During the nine- to 66-month follow-up, 20% of the patients had the following events: death (2%), myocardial infarction (1%), bypass surgery (4%), repeat angioplasty (7%), and angina (6%); those who developed angina were medically treated. Events were more common in those treated with atherectomy and laser but were no different in those treated with POBA and restenting (20% and 15%). Multivariate predictors of events were saphenous vein graft lesions, low ejection fraction, multivessel disease, and short interval from original stent implantation to restenosis (< 3 months). Reimers et al conclude that in-stent balloon angioplasty is a highly successful treatment for stent restenosis (95% initial success) with a low long-term clinical event rate.

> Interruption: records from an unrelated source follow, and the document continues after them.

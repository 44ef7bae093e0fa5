//! Translation of ledger errors into HTTP responses.

use crate::errors::{Error, ErrorClass};
use axum::{
    Json,
    http::StatusCode,
    response::{IntoResponse, Response},
};
use serde::Serialize;
use tracing::error;

/// Wrapper so handlers can return `Result<_, ApiError>` and use `?` on ledger calls.
#[derive(Debug)]
pub struct ApiError(pub Error);

impl From<Error> for ApiError {
    fn from(value: Error) -> Self {
        Self(value)
    }
}

#[derive(Debug, Serialize)]
struct ErrorBody {
    error: String,
    kind: ErrorClass,
}

impl ApiError {
    /// Status code for the wrapped error.
    #[must_use]
    pub const fn status(&self) -> StatusCode {
        match &self.0 {
            Error::AllocationNotFound { .. }
            | Error::TransactionNotFound { .. }
            | Error::ChargeNotFound { .. } => StatusCode::NOT_FOUND,
            Error::InsufficientPoints { .. }
            | Error::AllocationUnavailable { .. }
            | Error::InvalidChargeTransition { .. } => StatusCode::CONFLICT,
            err => match err.class() {
                ErrorClass::Validation => StatusCode::BAD_REQUEST,
                ErrorClass::TransientNetwork => StatusCode::SERVICE_UNAVAILABLE,
                ErrorClass::FatalState => StatusCode::INTERNAL_SERVER_ERROR,
            },
        }
    }
}

impl IntoResponse for ApiError {
    fn into_response(self) -> Response {
        let status = self.status();
        let kind = self.0.class();
        if kind == ErrorClass::FatalState {
            error!(error = %self.0, "request failed");
        }
        // Internal details stay in the logs
        let message = match kind {
            ErrorClass::FatalState => "Internal error".to_string(),
            ErrorClass::TransientNetwork => "Ledger temporarily unavailable".to_string(),
            ErrorClass::Validation => self.0.to_string(),
        };
        (status, Json(ErrorBody { error: message, kind })).into_response()
    }
}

COMMENT BY MICHAEL H. CRAWFORD, MD
Stent restenosis is always disappointing, since stents are considered our best procedure for percutaneous coronary revascularization. The concept of internal hyperplasia protruding through the stent struts suggests that a debulking procedure such as atherectomy should be the preferred approach rather than just compressing this mass with another balloon inflation. However, in this study where POBA was the main treatment, short- and long-term results were good. They observed an event- free survival rate of 86% at one year, 80% at two years, and 74% at three years. The few patients treated with atherectomy or laser in this study seemed to have higher subsequent event rate, but the numbers were too small for definitive conclusions. The notion that in-stent POBA resulted in further stent expansion was not supported by their data. They mainly used repeat stenting for lesions adjacent to the original stent, and the results were good in this subgroup.

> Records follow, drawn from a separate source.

//! Database configuration module for the co-pay ledger.
//!
//! This module handles `SQLite` database connection and table creation using `SeaORM`.
//! Tables are generated from the entity definitions with `Schema::create_table_from_entity`,
//! so the schema always matches the Rust models without hand-written SQL.

use crate::entities::{Allocation, Charge, PointTransaction, SystemState};
use crate::errors::Result;
use sea_orm::{ConnectionTrait, Database, DatabaseConnection, Schema};
use tracing::debug;

const DEFAULT_DATABASE_URL: &str = "sqlite://data/copay_ledger.sqlite?mode=rwc";

/// Gets the database URL from environment variable or returns default `SQLite` path.
#[must_use]
pub fn get_database_url() -> String {
    std::env::var("DATABASE_URL").unwrap_or_else(|_| DEFAULT_DATABASE_URL.to_string())
}

/// Establishes a connection to the database named by `DATABASE_URL`.
///
/// Falls back to a local `SQLite` file if no environment variable is set.
pub async fn create_connection() -> Result<DatabaseConnection> {
    let database_url = get_database_url();
    ensure_sqlite_parent_dir(&database_url)?;
    debug!(%database_url, "connecting to database");
    Database::connect(&database_url).await.map_err(Into::into)
}

/// `mode=rwc` creates the file but not the directory it lives in.
fn ensure_sqlite_parent_dir(database_url: &str) -> Result<()> {
    let Some(path) = database_url.strip_prefix("sqlite://") else {
        return Ok(());
    };
    let path = path.split('?').next().unwrap_or(path);
    match std::path::Path::new(path).parent() {
        Some(parent) if !parent.as_os_str().is_empty() => Ok(std::fs::create_dir_all(parent)?),
        _ => Ok(()),
    }
}

/// Creates all ledger tables that do not exist yet.
///
/// Allocations are created first so the foreign keys on transactions and charges
/// have something to point at.
pub async fn create_tables<C>(db: &C) -> Result<()>
where
    C: ConnectionTrait,
{
    let builder = db.get_database_backend();
    let schema = Schema::new(builder);

    let tables = [
        schema.create_table_from_entity(Allocation),
        schema.create_table_from_entity(PointTransaction),
        schema.create_table_from_entity(Charge),
        schema.create_table_from_entity(SystemState),
    ];

    for mut table in tables {
        table.if_not_exists();
        db.execute(builder.build(&table)).await?;
    }

    Ok(())
}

The initial results of POBA for stent restenosis in this study are similar to other reports, but this is the first study with long-term follow-up data. New therapies for stent restenosis could be compared to these data, since it is unlikely that randomized control trials of this issue will ever be done. There are some limitations to this study. First, it is retrospective and observational. More importantly, it is a clinically based study. Most of the patients had recurrent symptoms, and only a few underwent routine repeat angiography. Thus, the true incidence of stent restenosis is not known, and the results of POBA in all stent restenosis cases cannot be determined. Regardless, the results are useful for clinicians faced with symptomatic patients with stent restenosis.